• _WHAT YOU NEED TO DO_
A single number is required: how many lines below include the string "path".

RECORD EXCERPTS below:

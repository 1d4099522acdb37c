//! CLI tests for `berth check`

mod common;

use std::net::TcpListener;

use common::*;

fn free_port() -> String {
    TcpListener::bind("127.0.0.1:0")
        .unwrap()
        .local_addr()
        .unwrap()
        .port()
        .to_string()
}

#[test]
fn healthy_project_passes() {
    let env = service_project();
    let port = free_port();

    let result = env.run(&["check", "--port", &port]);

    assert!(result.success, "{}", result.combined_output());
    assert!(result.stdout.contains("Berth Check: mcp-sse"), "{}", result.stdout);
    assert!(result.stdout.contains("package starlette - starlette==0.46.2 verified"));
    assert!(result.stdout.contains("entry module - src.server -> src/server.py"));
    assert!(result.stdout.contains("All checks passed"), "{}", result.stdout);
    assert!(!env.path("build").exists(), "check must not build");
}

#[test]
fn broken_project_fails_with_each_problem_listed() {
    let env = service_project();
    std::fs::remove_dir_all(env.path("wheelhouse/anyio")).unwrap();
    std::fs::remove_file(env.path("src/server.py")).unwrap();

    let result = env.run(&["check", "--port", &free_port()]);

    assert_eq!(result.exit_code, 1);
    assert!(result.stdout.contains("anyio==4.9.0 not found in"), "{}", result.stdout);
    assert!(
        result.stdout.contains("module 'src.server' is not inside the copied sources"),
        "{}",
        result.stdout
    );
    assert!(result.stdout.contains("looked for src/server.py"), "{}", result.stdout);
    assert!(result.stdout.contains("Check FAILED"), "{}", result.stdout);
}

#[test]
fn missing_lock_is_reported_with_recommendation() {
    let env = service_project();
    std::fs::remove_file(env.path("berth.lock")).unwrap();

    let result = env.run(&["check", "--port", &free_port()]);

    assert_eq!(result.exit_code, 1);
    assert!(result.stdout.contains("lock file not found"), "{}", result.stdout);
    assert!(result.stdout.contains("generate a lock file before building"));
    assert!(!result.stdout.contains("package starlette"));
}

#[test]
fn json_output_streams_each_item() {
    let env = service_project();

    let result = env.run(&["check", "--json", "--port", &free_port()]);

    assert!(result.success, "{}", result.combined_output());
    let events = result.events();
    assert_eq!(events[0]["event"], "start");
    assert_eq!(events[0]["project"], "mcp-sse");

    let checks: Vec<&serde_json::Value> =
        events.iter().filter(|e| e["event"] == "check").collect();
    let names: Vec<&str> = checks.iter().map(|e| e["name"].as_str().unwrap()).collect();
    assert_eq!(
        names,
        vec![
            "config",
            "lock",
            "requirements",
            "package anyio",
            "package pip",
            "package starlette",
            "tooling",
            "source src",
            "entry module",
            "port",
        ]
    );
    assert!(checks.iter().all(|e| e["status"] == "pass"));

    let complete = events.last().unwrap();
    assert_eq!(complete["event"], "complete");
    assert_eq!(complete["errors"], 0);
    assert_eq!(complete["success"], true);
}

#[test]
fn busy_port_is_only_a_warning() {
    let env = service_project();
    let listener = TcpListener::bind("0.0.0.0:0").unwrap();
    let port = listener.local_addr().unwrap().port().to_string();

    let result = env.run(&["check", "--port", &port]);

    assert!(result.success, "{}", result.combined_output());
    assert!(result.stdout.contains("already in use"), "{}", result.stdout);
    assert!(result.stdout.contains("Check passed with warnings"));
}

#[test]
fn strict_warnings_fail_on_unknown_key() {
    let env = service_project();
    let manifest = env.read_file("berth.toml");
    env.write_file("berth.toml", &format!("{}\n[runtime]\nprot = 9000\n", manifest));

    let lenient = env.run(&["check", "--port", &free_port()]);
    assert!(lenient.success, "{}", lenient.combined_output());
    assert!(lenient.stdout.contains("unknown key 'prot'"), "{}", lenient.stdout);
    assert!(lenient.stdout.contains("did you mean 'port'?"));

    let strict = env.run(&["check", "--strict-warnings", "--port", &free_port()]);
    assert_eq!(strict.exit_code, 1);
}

End of RECORD EXCERPTS.

• _EXPECTED ANSWER_
4